|By Jeremy Geelan||
|March 1, 2009 04:13 AM EST||
Founded through the generous support of Google, Microsoft and Sun, UC Berkeley's RAD Lab has released "A Berkeley View of Cloud Computing" - a technical report arguing that the construction and operation of extremely large-scale, commodity-computer data centers at low-cost locations was the key necessary enabler of Cloud Computing, and outlining ten obstacles including Data Confidentiality and Auditability, Bugs in Large-Scale Distributed Systems, and what the report calls Reputation Fate Sharing.
"The long dreamed vision of computing as a utility is finally emerging," the report nonetheless concludes.
Among the remarks in the Executive Summary is the observation that' "companies with large batch-oriented tasks can get results as quickly as their programs can scale, since using 1000 servers for one hour costs no more than using one server for 1000 hours."

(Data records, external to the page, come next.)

//! The tick pipeline that drives simulated time.
//!
//! Each tick runs these phases in order:
//!
//! 1. **Clock** -- advance elapsed time by `dt` (capped at the limit).
//! 2. **Weather** -- step the burst sequencer by the same `dt`.
//! 3. **Releases** -- pending jobs whose release time has come become
//!    available.
//! 4. **Expirations** -- available jobs older than the TTL expire.
//! 5. **Recovery** -- an exhausted courier regains stamina.
//! 6. **Termination** -- check goal, time limit, and job exhaustion.
//!
//! Commands never run inside a tick, so termination is always evaluated
//! on a consistent state. Given the same initial state and the same
//! sequence of ticks and commands, the pipeline produces the same result.

use std::collections::BTreeSet;

use courier_dispatch::{JobRegistry, verify_conservation};
use courier_rider::{ExhaustionChange, PositionHistory, passive_recover};
use courier_types::{JobId, Outcome, PlayerState, WeatherReading};
use courier_world::{CityGrid, WeatherSequencer, WeatherTransition};
use serde::{Deserialize, Serialize};
use tracing::{debug, info};

use crate::clock::{ClockError, SimulationClock};
use crate::config::SimulationConfig;

/// Everything a run mutates, owned in one place.
#[derive(Debug, Clone)]
pub struct SimulationState {
    /// Validated configuration.
    pub config: SimulationConfig,
    /// The city map.
    pub grid: CityGrid,
    /// Weather bursts.
    pub weather: WeatherSequencer,
    /// All jobs.
    pub registry: JobRegistry,
    /// The courier.
    pub player: PlayerState,
    /// Elapsed time and limits.
    pub clock: SimulationClock,
    /// Previous positions for undo.
    pub undo: PositionHistory,
    /// Every job id the run started with.
    pub job_ids: BTreeSet<JobId>,
}

/// What happened during one tick.
#[derive(Debug, Clone, PartialEq, Serialize, Deserialize)]
pub struct TickReport {
    /// Elapsed time after the tick.
    pub elapsed_secs: f64,
    /// Weather in effect after the tick.
    pub weather: WeatherReading,
    /// Burst change, if any.
    pub weather_transition: Option<WeatherTransition>,
    /// Jobs that became available, in release order.
    pub released: Vec<JobId>,
    /// Jobs that expired.
    pub expired: Vec<JobId>,
    /// Exhaustion change from passive recovery.
    pub exhaustion: Option<ExhaustionChange>,
    /// `false` if the job conservation audit failed.
    pub conserved: bool,
    /// Set if the run ended on this tick.
    pub outcome: Option<Outcome>,
}

/// Execute one tick of `dt` seconds.
///
/// # Errors
///
/// Returns [`ClockError::InvalidDuration`] if `dt` is negative or not
/// finite. Nothing is mutated in that case.
pub fn run_tick(state: &mut SimulationState, dt: f64) -> Result<TickReport, ClockError> {
    // --- Phase 1: Clock ---
    let before = state.clock.elapsed_secs();
    let elapsed = state.clock.advance(dt)?;
    let step = elapsed - before;
    state.player.elapsed_time = elapsed;

    // --- Phase 2: Weather ---
    let weather_transition = state.weather.advance(step);
    if let Some(WeatherTransition::Advanced { index, reading }) = weather_transition {
        info!(
            index,
            condition = %reading.condition,
            intensity = reading.intensity,
            elapsed,
            "Weather changed"
        );
    }

    // --- Phase 3: Releases ---
    let released = state.registry.tick_releases(elapsed);

    // --- Phase 4: Expirations ---
    let expired = state
        .registry
        .tick_expirations(elapsed, state.config.jobs.ttl_secs);

    // --- Phase 5: Recovery ---
    let exhaustion = passive_recover(&mut state.player, step, &state.config.rider.stamina);

    // --- Phase 6: Termination ---
    let conserved = verify_conservation(&state.job_ids, &state.registry).is_balanced();
    let outcome = state
        .clock
        .check_termination(state.player.money, &state.registry);
    if let Some(outcome) = outcome {
        info!(?outcome, elapsed, money = %state.player.money, "Run finished");
    }

    debug!(
        elapsed,
        released = released.len(),
        expired = expired.len(),
        stamina = state.player.stamina,
        "Tick complete"
    );

    Ok(TickReport {
        elapsed_secs: elapsed,
        weather: state.weather.current(),
        weather_transition,
        released,
        expired,
        exhaustion,
        conserved,
        outcome,
    })
}
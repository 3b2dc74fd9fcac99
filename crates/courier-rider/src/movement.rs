//! Applying a single step to the courier.
//!
//! A step is all-or-nothing. Everything is computed first; the player is
//! only mutated once the step is known to succeed.
//!
//! # Order of checks
//!
//! 1. Destination off the grid: [`RiderError::Blocked`] with
//!    `outside_grid = true`.
//! 2. Destination tile blocked: [`RiderError::Blocked`].
//! 3. Courier exhausted, or speed at or below `stall_speed`:
//!    [`RiderError::Stalled`].
//! 4. Move, then deduct `step_cost / speed + wear * intensity` stamina.

use courier_types::{Direction, PlayerState, Position, WeatherReading};
use courier_world::CityGrid;
use serde::{Deserialize, Serialize};
use tracing::debug;

use crate::config::RiderConfig;
use crate::error::RiderError;
use crate::speed::{SpeedInputs, compute_speed};
use crate::vitals::{ExhaustionChange, spend_stamina};

/// The world around a step.
#[derive(Debug, Clone, Copy)]
pub struct StepContext<'a> {
    /// The city map.
    pub grid: &'a CityGrid,
    /// Weather in effect.
    pub weather: WeatherReading,
    /// Weight of the carried parcel, `0.0` if none.
    pub carried_weight: f64,
}

/// Outcome of a successful step.
#[derive(Debug, Clone, Copy, PartialEq, Serialize, Deserialize)]
pub struct StepResult {
    /// Where the courier was.
    pub from: Position,
    /// Where the courier is now.
    pub to: Position,
    /// Speed the step was taken at, tiles per second.
    pub speed: f64,
    /// Stamina deducted, before clamping.
    pub stamina_cost: f64,
    /// How long the step takes at this speed, for animation.
    pub step_secs: f64,
    /// Exhaustion change caused by the step.
    pub exhaustion: Option<ExhaustionChange>,
}

/// Move the courier one tile in `direction`.
///
/// # Errors
///
/// Returns [`RiderError::Blocked`] or [`RiderError::Stalled`]; the player is
/// left untouched in both cases.
pub fn apply_step(
    player: &mut PlayerState,
    direction: Direction,
    ctx: &StepContext<'_>,
    config: &RiderConfig,
) -> Result<StepResult, RiderError> {
    let from = player.position;
    let to = from
        .step(direction)
        .filter(|p| ctx.grid.contains(*p))
        .ok_or_else(|| RiderError::Blocked {
            position: offset(from, direction),
            outside_grid: true,
        })?;

    let blocked = ctx.grid.is_blocked(to).map_err(|_err| RiderError::Blocked {
        position: to,
        outside_grid: true,
    })?;
    if blocked {
        return Err(RiderError::Blocked {
            position: to,
            outside_grid: false,
        });
    }

    if player.exhausted {
        debug!(position = %from, "Step refused: courier exhausted");
        return Err(RiderError::Stalled { speed: 0.0 });
    }

    let surface_weight = ctx.grid.surface_weight(to).map_err(|_err| RiderError::Blocked {
        position: to,
        outside_grid: true,
    })?;
    let speed = compute_speed(
        &config.movement,
        &SpeedInputs {
            surface_weight,
            carried_weight: ctx.carried_weight,
            weather: ctx.weather,
            stamina: player.stamina,
            reputation: player.reputation,
        },
    );
    if speed <= config.movement.stall_speed {
        debug!(position = %from, speed, "Step refused: courier stalled");
        return Err(RiderError::Stalled { speed });
    }

    let wear = config.stamina.weather_wear.get(ctx.weather.condition) * ctx.weather.intensity;
    let stamina_cost = config.stamina.step_cost / speed + wear;

    player.position = to;
    let exhaustion = spend_stamina(player, stamina_cost, &config.stamina);
    debug!(%from, %to, speed, stamina = player.stamina, "Courier moved");

    Ok(StepResult {
        from,
        to,
        speed,
        stamina_cost,
        step_secs: 1.0 / speed,
        exhaustion,
    })
}

/// Best-effort destination for error reporting when the step overflows.
fn offset(from: Position, direction: Direction) -> Position {
    let (dx, dy) = direction.delta();
    Position::new(from.x.saturating_add(dx), from.y.saturating_add(dy))
}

Other forthright statements by the reports' authors include the following:
On Cloud Computing's Fundamental Impact
"Cloud Computing is likely to have the same impact on software that foundries have had on the hardware industry."
On the Economic Benefits of the Cloud
"Although the economic appeal of Cloud Computing is often described as 'converting capital expenses to operating expenses' (CapEx to OpEx), we believe the phrase 'pay as you go' more directly captures the economic benefit to the buyer."
On the Opportunities for Application Developers
"While we have yet to see fundamentally new types of applications enabled by Cloud Computing, we believe that several important classes of existing applications will become even more compelling with Cloud Computing and contribute further to its momentum."
The ten potential obstacles are labeled by the report as follows:
- Availability of Service
- Data Lock-In
- Data Confidentiality and Auditability
- Data Transfer Bottlenecks
- Performance Unpredictability
- Scalable Storage
- Bugs in Large Distributed Systems
- Scaling Quickly
- Reputation Fate Sharing
- Software Licensing
Authored by Michael Armbrust, Armando Fox, Rean Griffith, Anthony D. Joseph, Randy H. Katz, Andrew Konwinski, Gunho Lee, David A. Patterson, Ariel Rabkin, Ion Stoica and Matei Zaharia. The authors request that any comments be sent to them at abovetheclouds (at) cs.berkeley.edu.